Growing up in Charlotte NC, I viewed the world from the bed of a cobalt blue Ford pickup. There were no plantations. There was no swinging Spanish moss. There were no great expanses of sky. There were no sweeping prairies or mountains. There was no pine barren or marsh with a smell to catch your jaw. There were no deep forests.
Family legend told that my grandpa, whom we called Pop, had bought the blue Ford without telling my grandmother. I heard her tell time and again how she’d been so mad she could have spit fire, earning her reputation as a red head. In the thick of the argument, she had heaved her wedding ring into the yard. She and her neighbor crawled under the shade of a massive oak that had been cut down by the time I came along, feeling the tickle of the grass plagued by clover and relishing its coolness in the wet heat of a July night.
Charlotte is a town built on a crossroads, two intersecting Native American trading paths, known now as Trade and Tryon Streets. The landscape rolls gently and lies half way between the Appalachian Mountains and the Atlantic Ocean. When a tourist visits North Carolina, it’s usually not to visit the “piedmont” or “foot of the mountain.” As a girl, once I’d traveled to those parts East and West of my hometown, I harbored a sort of longing to be with the mountain people or the people who lived “down east” as we say it. I longed for forest and sea. But this land has its beauty. It has its trees and when not hitting pockets of orange clay, has fertile soil from which one can grow corn, cotton, and tobacco easily. Crops with troubled pasts. Growing up here, one has a complicated relationship with the land, its history, its scars. I’ve known many born and bred here to hate it so much they had to leave; they couldn’t swallow the shadows still visible from the periphery. Then there’s the other half, older generations mostly, that cling to outdated ideas about what this place is supposed to be and who it’s made for. I stand somewhere on the edge, just coming to terms with the fact that I may be forever settled into this town.
Early European settlers were Scotch-Irish, Quaker, and German. Native American tribes in the area included the Eastern Band of Cherokee, Cheraw, Waxhaw, Saponi, Waccamaw, and Catawba.

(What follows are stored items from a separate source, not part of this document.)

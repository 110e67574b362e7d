// Lifecycle Manager
// Protects the Charles configuration for the lifetime of the process
//
// Idle -> Protected on start (snapshot), Protected -> ShuttingDown ->
// Terminated on shutdown. Reset runs the same teardown and returns to
// Protected. Teardown always runs quit, restore and purge in that order;
// a failed step is recorded and the next one still runs.
//
// Teardowns never overlap: shutdown waits for an in-flight reset and then
// runs its own, and nothing leaves Terminated.

use std::sync::{Arc, Mutex, MutexGuard};
use std::time::Duration;

use tokio::sync::Mutex as AsyncMutex;

use crate::models::{AppConfig, LifecycleState, ShutdownReport, SnapshotOutcome, StepOutcome};
use crate::services::cache::SessionCache;
use crate::services::control::ControlClient;
use crate::services::vault::{ConfigVault, VaultError};

pub struct LifecycleManager {
    vault: ConfigVault,
    client: Arc<ControlClient>,
    cache: SessionCache,
    quit_grace: Duration,
    state: Mutex<LifecycleState>,
    teardown_lock: AsyncMutex<()>,
}

impl LifecycleManager {
    pub fn new(
        vault: ConfigVault,
        client: Arc<ControlClient>,
        cache: SessionCache,
        quit_grace: Duration,
    ) -> Self {
        Self {
            vault,
            client,
            cache,
            quit_grace,
            state: Mutex::new(LifecycleState::Idle),
            teardown_lock: AsyncMutex::new(()),
        }
    }

    pub fn from_config(config: &AppConfig, client: Arc<ControlClient>) -> Self {
        Self::new(
            ConfigVault::from_paths(&config.paths),
            client,
            SessionCache::new(config.paths.cache_dir.clone()),
            config.control.quit_grace(),
        )
    }

    fn lock_state(&self) -> MutexGuard<'_, LifecycleState> {
        self.state.lock().unwrap_or_else(|poisoned| poisoned.into_inner())
    }

    fn set_state(&self, next: LifecycleState) {
        let mut state = self.lock_state();
        log::debug!("[Lifecycle] {} -> {}", *state, next);
        *state = next;
    }

    pub fn state(&self) -> LifecycleState {
        *self.lock_state()
    }

    pub fn vault(&self) -> &ConfigVault {
        &self.vault
    }

    pub fn cache(&self) -> &SessionCache {
        &self.cache
    }

    /// Snapshot the live configuration and enter `Protected`
    ///
    /// A failed snapshot is logged and returned but never blocks startup.
    pub fn start(&self) -> Result<SnapshotOutcome, VaultError> {
        let outcome = self.vault.snapshot();
        if let Err(e) = self.cache.ensure() {
            log::warn!("[Lifecycle] Could not create capture cache: {}", e);
        }
        self.set_state(LifecycleState::Protected);
        log::info!("[Lifecycle] Environment protected");
        outcome
    }

    /// Final teardown. Waits for a reset in progress, then runs once;
    /// returns `None` if shutdown already ran.
    pub async fn shutdown(&self) -> Option<ShutdownReport> {
        if self.state() == LifecycleState::Terminated {
            log::debug!("[Lifecycle] Shutdown already complete");
            return None;
        }

        let _guard = self.teardown_lock.lock().await;
        if self.state() == LifecycleState::Terminated {
            log::debug!("[Lifecycle] Shutdown already complete");
            return None;
        }

        log::info!("[Lifecycle] Shutting down, restoring environment...");
        self.set_state(LifecycleState::ShuttingDown);
        let report = self.teardown().await;
        self.set_state(LifecycleState::Terminated);
        Some(report)
    }

    /// Teardown on request; ends back in `Protected` with an empty cache.
    /// Returns `None` once the manager has shut down.
    pub async fn reset(&self) -> Option<ShutdownReport> {
        let _guard = self.teardown_lock.lock().await;

        let previous = self.state();
        if previous == LifecycleState::Terminated {
            log::warn!("[Lifecycle] Reset refused, already shut down");
            return None;
        }
        if previous != LifecycleState::Protected {
            log::warn!("[Lifecycle] Reset requested while {}", previous);
        }

        log::info!("[Lifecycle] Resetting environment...");
        self.set_state(LifecycleState::ShuttingDown);
        let report = self.teardown().await;
        self.set_state(LifecycleState::Protected);
        Some(report)
    }

    async fn teardown(&self) -> ShutdownReport {
        let quit = self.client.quit().await;
        if !self.quit_grace.is_zero() {
            tokio::time::sleep(self.quit_grace).await;
        }
        let quit = StepOutcome::Ok(quit.describe());

        let restore = StepOutcome::from(self.vault.restore().map(|outcome| {
            if outcome.is_noop() {
                "no snapshot to restore".to_string()
            } else {
                format!(
                    "config restored: {}, profiles restored: {}",
                    outcome.config_restored, outcome.profiles_restored
                )
            }
        }));

        let purged = self.cache.purge();
        match &purged {
            Ok(()) => log::info!("[Lifecycle] Capture cache purged: {}", self.cache.dir().display()),
            Err(e) => log::error!("[Lifecycle] Purge failed: {}", e),
        }
        let purge = StepOutcome::from(purged.map(|()| "capture cache purged".to_string()));

        let report = ShutdownReport {
            quit,
            restore,
            purge,
        };
        if report.is_success() {
            log::info!("[Lifecycle] Teardown complete");
        } else {
            log::warn!("[Lifecycle] Teardown finished with errors: {:?}", report.failures());
        }
        report
    }
}
// Configuration snapshot models

use chrono::{DateTime, Utc};
use serde::{Deserialize, Serialize};
use std::path::PathBuf;

/// Manifest describing the backup currently held in the backup root
#[derive(Debug, Clone, PartialEq, Eq, Serialize, Deserialize)]
#[serde(rename_all = "camelCase")]
pub struct ConfigSnapshot {
    /// Live config file that was copied
    pub config_file_path: PathBuf,
    /// Live profiles directory, if one existed when the snapshot was taken
    #[serde(default, skip_serializing_if = "Option::is_none")]
    pub profiles_dir_path: Option<PathBuf>,
    pub backup_root: PathBuf,
    pub taken_at: DateTime<Utc>,
}

/// Result of a snapshot attempt
#[derive(Debug, Clone, PartialEq, Eq)]
pub enum SnapshotOutcome {
    Taken(ConfigSnapshot),
    /// No live config file, so there was nothing to protect
    NothingToProtect,
}

/// Result of a restore attempt
#[derive(Debug, Clone, Copy, Default, PartialEq, Eq)]
pub struct RestoreOutcome {
    pub config_restored: bool,
    pub profiles_restored: bool,
}

impl RestoreOutcome {
    pub fn is_noop(&self) -> bool {
        !self.config_restored && !self.profiles_restored
    }
}
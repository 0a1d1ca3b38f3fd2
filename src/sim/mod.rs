//! Deterministic simulation module
//!
//! All gameplay logic lives here. This module must be pure and deterministic:
//! - dt-scaled integration only (dt = 1.0 per nominal 60 Hz tick)
//! - Seeded RNG only
//! - Stable iteration order
//! - No rendering or platform dependencies

pub mod body;
pub mod collision;
pub mod dodger;
pub mod effects;
pub mod geom;
pub mod phase;
pub mod platformer;

pub use body::{Body, EntityKind};
pub use collision::{hits_any, land_on_platforms, push_out_of_gate};
pub use dodger::{DodgerState, Pipe};
pub use effects::{EffectPool, Particle, ParticleKind};
pub use geom::Rect;
pub use phase::GamePhase;
pub use platformer::{Element, Gate, Goal, Hazard, Level, PlatformerState, Switch};

/// Something noteworthy that happened during a tick
#[derive(Debug, Clone, PartialEq)]
pub enum GameEvent {
    /// Menu left on first input
    Started,
    /// An entity jumped or flapped (index into the game's entity list)
    Jumped(usize),
    /// Lethal collision; the run is over
    Died,
    /// Goal condition satisfied
    Won,
    /// Dodger passed a pipe; carries the new score
    Scored(u32),
    /// A gate flipped open/closed
    GateChanged { id: char, open: bool },
    /// Effects drained and the game went back to the menu
    Reset,
}
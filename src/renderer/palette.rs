//! Color palette shared by both games

use super::Color;
use crate::sim::effects::Tint;

#[derive(Debug, Clone, Copy, PartialEq)]
pub struct Palette {
    pub spark: Color,
    pub wave: Color,
    pub glider: Color,
    pub platform: Color,
    pub platform_edge: Color,
    pub hazard_fire: Color,
    pub hazard_water: Color,
    pub goal: Color,
    pub gate: Color,
    pub switch_idle: Color,
    pub accent: Color,
    pub pipe: Color,
    pub pipe_cap: Color,
    pub background_top: Color,
    pub background_bottom: Color,
    pub stripe: Color,
    pub text: Color,
    pub confetti: [Color; 5],
}

impl Default for Palette {
    fn default() -> Self {
        Self {
            spark: Color::rgb(0xff, 0x7b, 0x2f),
            wave: Color::rgb(0x2f, 0xb3, 0xff),
            glider: Color::rgb(0xf5, 0xf0, 0xe1),
            platform: Color::rgb(0x1e, 0x2b, 0x4f),
            platform_edge: Color::rgb(0x31, 0x42, 0x6d),
            hazard_fire: Color::rgb(0xc2, 0x1d, 0x5d),
            hazard_water: Color::rgb(0x24, 0x63, 0xb3),
            goal: Color::rgb(0x52, 0xd2, 0x73),
            gate: Color::rgb(0xd9, 0xb6, 0x4a),
            switch_idle: Color::rgb(0x6b, 0x75, 0x94),
            accent: Color::rgb(0xff, 0xbf, 0x3c),
            pipe: Color::rgb(0x3a, 0x8f, 0x5c),
            pipe_cap: Color::rgb(0x52, 0xd2, 0x73),
            background_top: Color::rgb(0x10, 0x18, 0x33),
            background_bottom: Color::rgb(0x07, 0x0b, 0x17),
            stripe: Color::rgb(0x31, 0x42, 0x6d).with_alpha(0.25),
            text: Color::rgb(0xe8, 0xee, 0xff),
            confetti: [
                Color::rgb(0xff, 0xbf, 0x3c),
                Color::rgb(0xff, 0x7b, 0x2f),
                Color::rgb(0x2f, 0xb3, 0xff),
                Color::rgb(0x52, 0xd2, 0x73),
                Color::rgb(0xe0, 0x5c, 0xff),
            ],
        }
    }
}

impl Palette {
    /// Resolve a particle tint
    pub fn tint(&self, tint: Tint) -> Color {
        match tint {
            Tint::Spark => self.spark,
            Tint::Wave => self.wave,
            Tint::Glider => self.glider,
            Tint::Accent => self.accent,
            Tint::Confetti(i) => self.confetti[i as usize % self.confetti.len()],
        }
    }
}

#[cfg(test)]
mod tests {
    use super::*;
    use crate::sim::effects::CONFETTI_COLORS;

    #[test]
    fn test_every_confetti_index_resolves() {
        let palette = Palette::default();
        assert_eq!(palette.confetti.len(), CONFETTI_COLORS as usize);
        for i in 0..CONFETTI_COLORS {
            assert_eq!(palette.tint(Tint::Confetti(i)), palette.confetti[i as usize]);
        }
        // Out-of-range indices wrap instead of panicking
        assert_eq!(palette.tint(Tint::Confetti(5)), palette.confetti[0]);
    }

    #[test]
    fn test_robot_tints() {
        let palette = Palette::default();
        assert_eq!(palette.tint(Tint::Spark).to_css(), "#ff7b2f");
        assert_eq!(palette.tint(Tint::Wave).to_css(), "#2fb3ff");
    }
}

From what little I know of my ancestry, I can tell you that I am part Scotch-Irish, Cherokee, and Welsh but most of my people were poverty-stricken and kept poor records.
The town’s first boom came in the late 18th century when gold was discovered here, sparking a gold rush that predates California’s. The town didn’t really grow until after the Civil War when it became a hub of cotton processing and textile mills boomed in the region. My great-grandparents were farmers in North Mecklenburg County, in what is now known as the University area. My grandparents started out farmers, moved to working in textile mills, before my grandmother finally wound up a beautician and my grand-father a school bus driver. My history and this landscape is not exactly what one would call southern pastoral.
Yet, it was rustic and of the earth. Like the land itself, the culture here is balanced; it is a blend of the rural with the urban. In their tiny back yard, my grandparents grew corn, collards, tomatoes, okra (which thrived in the heat), string beans, cucumbers, and summer squash. They canned and froze their harvest. They made chow chow, which sat like jars of confetti on the counter. They couldn’t pay me to touch it but I saw my grandpa eat it straight from the jar, his leathery fingers scooping the red pepper, corn and onion concoction.
No matter what I do, where I go, or how hard I fought it, I’ll always see the world from the back of Pop’s truck, the heat of its ridges still burning into my back and feet –somewhere beneath the surface smelling tomato vines and tasting salted cucumbers, thinking of my grandma searching for that ring.